A typical, old-fashioned coal power station is only 35 percent efficient (it wastes over two thirds of the energy in each lump of coal), but new designs such as combined cycle power stations may be up to 50 percent efficient. Unlike in a traditional power station, hot exhaust gases produced in a combined cycle power station are not allowed to escape and waste energy, Instead, they are used to produce steam and drive a second turbine and generator. This design is up to 15 percent more efficient than a traditional power station.

Generating electricity does not always mean burning fuel. In a hydroelectric power station, the energy of rushing water is directed at a large vaned water turbine connected to an electricity generator. The water may be released from a large dammed reservoir to satisfy peak electricity demand during the daytime and pumped back up into the reservoir when electricity is cheaper at night. This is known as pumped storage. Hydroelectric power stations are environmentally friendly, but their huge dams can still be very destructive. The Three Gorges hydroelectric dam being constructed on the Yangtze river in China will displace around 1.5 million people from their homes.

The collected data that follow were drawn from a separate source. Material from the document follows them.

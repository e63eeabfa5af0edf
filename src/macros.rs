/// Times any expression in place, yielding the same `(value, duration)` pair
/// as `time_it`. Blocks are expressions too, so multi-statement bodies work.
#[macro_export]
macro_rules! time_it {
    ($e:expr) => {{
        $crate::time_it(|| $e)
    }};
}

Photo: Ice Harbor hydroelectric dam produces electricity when water rushes through its turbines. Photo by US Army Corps of Engineers courtesy of US DOE/NREL (US Department of Energy/National Renewable Energy Laboratory).

The generation game

An electric motor turns electrical energy into mechanical energy by making a dense coil of iron wire spin around between the poles of a magnet. An electric generator works in exactly the opposite way.

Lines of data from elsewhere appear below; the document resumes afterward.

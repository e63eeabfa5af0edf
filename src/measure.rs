use std::fmt;
use std::time::{Duration, Instant};

use units::{ToMilliseconds, ToSeconds};

/// Times a single invocation of a callable. The callable is invoked exactly
/// once and its return value comes back paired with how long it took. The
/// clock is `Instant`, so the duration is monotonic and never negative.
///
/// A panic inside the callable unwinds straight through; no pair is produced.
pub fn time_it<F, U>(f: F) -> (U, Duration)
where
    F: FnOnce() -> U,
{
    let start = Instant::now();
    (f(), start.elapsed())
}

/// Like `time_it` but renders the elapsed time as floating point seconds.
pub fn time_it_secs<F, U>(f: F) -> (U, f64)
where
    F: FnOnce() -> U,
{
    let (value, duration) = time_it(f);
    (value, duration.to_secs())
}

/// Times a fallible callable. An `Ok` value comes back paired with the
/// elapsed time; an `Err` propagates unchanged and no timing is produced.
pub fn try_time_it<F, T, E>(f: F) -> Result<(T, Duration), E>
where
    F: FnOnce() -> Result<T, E>,
{
    let start = Instant::now();
    f().map(|value| (value, start.elapsed()))
}

/// Wraps a callable in a new callable that times every invocation. The
/// returned closure forwards its argument untouched and yields the same
/// pair `time_it` would. Callables of several arguments take a tuple.
pub fn wrap<F, A, U>(f: F) -> impl Fn(A) -> (U, Duration)
where
    F: Fn(A) -> U,
{
    move |args| time_it(|| f(args))
}

/// Times a callable and reports the label and elapsed milliseconds at info
/// level. Nothing is emitted unless the host program installs a logger, and
/// the returned pair is the same either way.
pub fn log_time_it<S, F, U>(label: S, f: F) -> (U, Duration)
where
    S: fmt::Display,
    F: FnOnce() -> U,
{
    let (value, duration) = time_it(f);
    info!("{} took {} ms", label, duration.to_ms());
    (value, duration)
}


#[cfg(test)]
mod try_time_it_tests {
    use super::*;

    fn parse(input: &str) -> Result<u32, ::std::num::ParseIntError> {
        input.parse::<u32>()
    }

    #[test]
    fn it_times_the_ok_case() {
        let timed = try_time_it(|| parse("42"));
        let (value, duration) = timed.expect("42 parses");
        assert_eq!(value, 42);
        assert!(duration < Duration::from_secs(1));
    }

    #[test]
    fn it_passes_the_error_through_without_a_timing() {
        let direct = parse("not a number").unwrap_err();
        let through_wrapper = try_time_it(|| parse("not a number")).unwrap_err();
        assert_eq!(direct, through_wrapper);
    }
}


#[cfg(test)]
mod log_time_it_tests {
    use super::*;

    #[test]
    fn it_still_returns_the_pair() {
        let (value, duration) = log_time_it("answer", || 42);
        assert_eq!(value, 42);
        assert!(duration < Duration::from_secs(1));
    }
}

Back in 1831, British chemist Michael Faraday (1791–1867) found that when he rotated a copper disc between the poles of a magnet an electric current was produced. Electric generators, from the tiny dynamos on bicycle lamps to the massive machines producing electricity for entire cities, still work in exactly the same way today.

When a loop of metal rotates in the magnetic field produced by a magnet, an electric current is induced (generated) in the metal. If the coil is connected by terminals to a load, such as a flashlight bulb, the current will flow through the lamp and make it light up. The amount of current produced depends on how big the coil is, how strong the magnets are, and how fast the coil is turned.